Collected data
++++++++++++++++++++
impl AccountConnector {
    pub fn new(
        account_id: impl Into<String>,
        config: Arc<IrcAccountConfig>,
        deps: ConnectorDeps,
    ) -> Self {
        let (state, _) = watch::channel(AuthState::Disconnected);
        Self {
            account_id: account_id.into(),
            config,
            deps,
            session: SessionSlot::default(),
            state,
        }
    }

    /// Share state with an existing account entry.
    #[must_use]
    pub fn with_shared(mut self, session: SessionSlot, state: watch::Sender<AuthState>) -> Self {
        self.session = session;
        self.state = state;
        self
    }

    pub fn subscribe(&self) -> watch::Receiver<AuthState> {
        self.state.subscribe()
    }

    pub fn session_slot(&self) -> SessionSlot {
        Arc::clone(&self.session)
    }

    /// Keep the account connected until `cancel` fires.
    ///
    /// Returns `Ok(())` on cancellation and [`Error::Exhausted`] when the
    /// session gave up after too many consecutive failures.
    pub async fn run(&self, cancel: CancellationToken) -> Result<()> {
        let mut auth = AuthSession::with_state(
            self.account_id.clone(),
            Arc::clone(&self.config),
            self.state.clone(),
        );
        let forwarder = self.spawn_state_forwarder();

        let outcome = loop {
            let ready = match auth.establish(self.deps.dialer.as_ref(), &cancel).await {
                Ok(ready) => ready,
                Err(Error::Cancelled) => break Ok(()),
                Err(e) => break Err(e),
            };

            let up_since = tokio::time::Instant::now();
            let result = self.serve(ready, &cancel).await;
            self.publish(None);
            match result {
                Ok(()) => {
                    auth.disconnected();
                    break Ok(());
                },
                Err(e) => {
                    warn!(account_id = %self.account_id, error = %e, "irc connection lost");
                    if auth.connection_lost(up_since.elapsed(), &cancel).await.is_err() {
                        break Ok(());
                    }
                },
            }
        };

        if let Some(task) = forwarder {
            task.abort();
        }
        outcome
    }

    fn spawn_state_forwarder(&self) -> Option<tokio::task::JoinHandle<()>> {
        let sink = self.deps.event_sink.clone()?;
        let mut rx = self.state.subscribe();
        let account_id = self.account_id.clone();
        Some(tokio::spawn(async move {
            while rx.changed().await.is_ok() {
                let state = rx.borrow_and_update().to_string();
                sink.emit(ChannelEvent::AccountStateChanged {
                    channel_type: CHANNEL_TYPE.into(),
                    account_id: account_id.clone(),
                    state,
                })
                .await;
            }
        }))
    }

    fn publish(&self, live: Option<LiveSession>) {
        *self.session.write().unwrap_or_else(|e| e.into_inner()) = live;
    }

    /// Run one ready session until it drops. `Ok(())` means we were asked
    /// to stop.
    async fn serve(&self, ready: ReadySession, cancel: &CancellationToken) -> Result<()> {
        let ReadySession {
            nick,
            writer,
            mut stream,
        } = ready;
        let session_cancel = cancel.child_token();
        self.publish(Some(LiveSession {
            nick: nick.clone(),
            writer: writer.clone(),
            connected_at: Instant::now(),
            cancel: session_cancel.clone(),
        }));

        let joins: Vec<Command> = self
            .config
            .channels
            .iter()
            .filter(|c| !c.trim().is_empty())
            .map(|c| Command::Join(c.trim().to_string()))
            .collect();
        if !joins.is_empty() {
            writer.send_batch(&joins).await?;
            info!(account_id = %self.account_id, channels = ?self.config.channels, "irc joined channels");
        }

        #[cfg(feature = "metrics")]
        gauge!(irc_metrics::READY_ACCOUNTS).increment(1.0);
        let result = self.read_loop(&mut stream, &writer, nick, &session_cancel, cancel).await;
        session_cancel.cancel();
        #[cfg(feature = "metrics")]
        gauge!(irc_metrics::READY_ACCOUNTS).decrement(1.0);
        result
    }

    async fn read_loop(
        &self,
        stream: &mut LineStream,
        writer: &IrcWriter,
        mut nick: String,
        session_cancel: &CancellationToken,
        cancel: &CancellationToken,
    ) -> Result<()> {
        let mut matcher =
            MentionMatcher::new(&self.config.nick, &self.config.mention_patterns).with_nick(&nick);

        loop {
            let line = tokio::select! {
                biased;
                () = session_cancel.cancelled() => {
                    if cancel.is_cancelled() {
                        let _ = writer.send(&Command::Quit(Some("shutting down".into()))).await;
                        return Ok(());
                    }
                    return Err(Error::transport(
                        "outbound",
                        io::Error::new(io::ErrorKind::BrokenPipe, "send failed, reconnecting"),
                    ));
                },
                line = stream.next() => line,
            };
            let line = match line {
                Some(line) => line?,
                None => {
                    return Err(Error::transport(
                        "read line",
                        io::Error::new(io::ErrorKind::UnexpectedEof, "connection closed by server"),
                    ));
                },
            };
            let msg = match IrcMessage::parse(&line) {
                Ok(msg) => msg,
                Err(e) => {
                    debug!(account_id = %self.account_id, error = %e, "skipping unparseable line");
                    continue;
                },
            };

            match msg.command.as_str() {
                "PING" => {
                    writer
                        .send(&Command::Pong(msg.trailing().unwrap_or_default().to_string()))
                        .await?;
                },
                "ERROR" => {
                    return Err(Error::transport(
                        "server error",
                        io::Error::new(
                            io::ErrorKind::ConnectionAborted,
                            msg.trailing().unwrap_or("closed by server").to_string(),
                        ),
                    ));
                },
                "NICK" => {
                    if msg.source_nick().is_some_and(|n| irc_eq(n, &nick))
                        && let Some(new_nick) = msg.trailing()
                    {
                        info!(account_id = %self.account_id, old = %nick, new = %new_nick, "irc nick changed");
                        nick = new_nick.to_string();
                        matcher = matcher.with_nick(&nick);
                        if let Some(live) = self.session.write().unwrap_or_else(|e| e.into_inner()).as_mut() {
                            live.nick = nick.clone();
                        }
                    }
                },
                "PRIVMSG" => {
                    self.on_privmsg(&msg, &nick, &matcher, writer, session_cancel)
                        .await;
                },
                _ => {},
            }
        }
    }

    async fn on_privmsg(
        &self,
        msg: &IrcMessage,
        nick: &str,
        matcher: &MentionMatcher,
        writer: &IrcWriter,
        session_cancel: &CancellationToken,
    ) {
        let (Some(prefix), Some(raw_target), Some(text)) =
            (msg.prefix.as_ref(), msg.param(0), msg.param(1))
        else {
            return;
        };
        if irc_eq(&prefix.nick, nick) {
            return;
        }
        if text.starts_with('\u{1}') {
            debug!(account_id = %self.account_id, from = %prefix.nick, "ignoring ctcp");
            return;
        }

        #[cfg(feature = "metrics")]
        counter!(irc_metrics::MESSAGES_RECEIVED_TOTAL, labels::ACCOUNT_ID => self.account_id.clone())
            .increment(1);

        let classified = classify(
            &self.account_id,
            &self.config,
            self.deps.pairings.as_ref(),
            matcher,
            nick,
            prefix,
            raw_target,
            text,
        );
        let chat_type = classified.chat_type();

        match &classified.disposition {
            Disposition::Disabled => {
                debug!(account_id = %self.account_id, target = %classified.message.target, "irc channel disabled, dropping");
                return;
            },
            Disposition::Denied(reason) => {
                debug!(
                    account_id = %self.account_id,
                    target = %classified.message.target,
                    from = %classified.message.sender_nick,
                    reason = reason.code(),
                    "irc access denied"
                );
                #[cfg(feature = "metrics")]
                counter!(
                    irc_metrics::ACCESS_CONTROL_DENIALS_TOTAL,
                    labels::ACCOUNT_ID => self.account_id.clone(),
                    labels::REASON => reason.code()
                )
                .increment(1);
            },
            Disposition::Unaddressed => {
                debug!(account_id = %self.account_id, target = %classified.message.target, "irc message not addressed to bot");
                #[cfg(feature = "metrics")]
                counter!(irc_metrics::UNADDRESSED_TOTAL, labels::ACCOUNT_ID => self.account_id.clone())
                    .increment(1);
            },
            Disposition::Dispatch(_) => {},
        }

        let history = self.history_for(&classified).await;
        self.record(&classified).await;
        if let Some(sink) = &self.deps.event_sink {
            sink.emit(ChannelEvent::InboundMessage {
                channel_type: CHANNEL_TYPE.into(),
                account_id: self.account_id.clone(),
                peer_id: classified.message.sender_nick.clone(),
                chat_id: classified.message.target.clone(),
                access_granted: !matches!(classified.disposition, Disposition::Denied(_)),
            })
            .await;
        }

        let Disposition::Dispatch(mention) = classified.disposition else {
            return;
        };
        #[cfg(feature = "metrics")]
        counter!(
            irc_metrics::MESSAGES_DISPATCHED_TOTAL,
            labels::ACCOUNT_ID => self.account_id.clone(),
            labels::CHAT_TYPE => chat_type.as_str()
        )
        .increment(1);
        debug!(
            account_id = %self.account_id,
            target = %classified.message.target,
            chat_type = %chat_type,
            "irc dispatching message to agent"
        );

        let context = InboundContext {
            account_id: self.account_id.clone(),
            effective: classified.effective,
            mention: Some(mention),
            history,
        };
        tokio::spawn(respond(
            self.account_id.clone(),
            Arc::clone(&self.deps.agent),
            writer.clone(),
            DeliverySettings::from_config(&self.config),
            classified.message,
            context,
            session_cancel.clone(),
        ));
    }

    async fn history_for(&self, classified: &Classified) -> Vec<MessageLogEntry> {
        let (Some(log), Some(limit)) = (&self.deps.message_log, classified.effective.history_limit)
        else {
            return Vec::new();
        };
        if limit == 0 || !matches!(classified.disposition, Disposition::Dispatch(_)) {
            return Vec::new();
        }
        match log
            .recent(&self.account_id, &classified.message.target, limit)
            .await
        {
            Ok(entries) => entries,
            Err(e) => {
                warn!(account_id = %self.account_id, error = %e, "irc history lookup failed");
                Vec::new()
            },
        }
    }

    async fn record(&self, classified: &Classified) {
        let Some(log) = &self.deps.message_log else {
            return;
        };
        if let Err(e) = log.log(classified.log_entry(&self.account_id)).await {
            warn!(account_id = %self.account_id, error = %e, "irc message log write failed");
        }
    }
}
++++++++++++++++++++
_Task prompt:_
Your answer should be the lines from the one containing "message log write" through the last line of the records, repeated exactly and with nothing added.

_The completed task:_
            warn!(account_id = %self.account_id, error = %e, "irc message log write failed");
        }
    }
}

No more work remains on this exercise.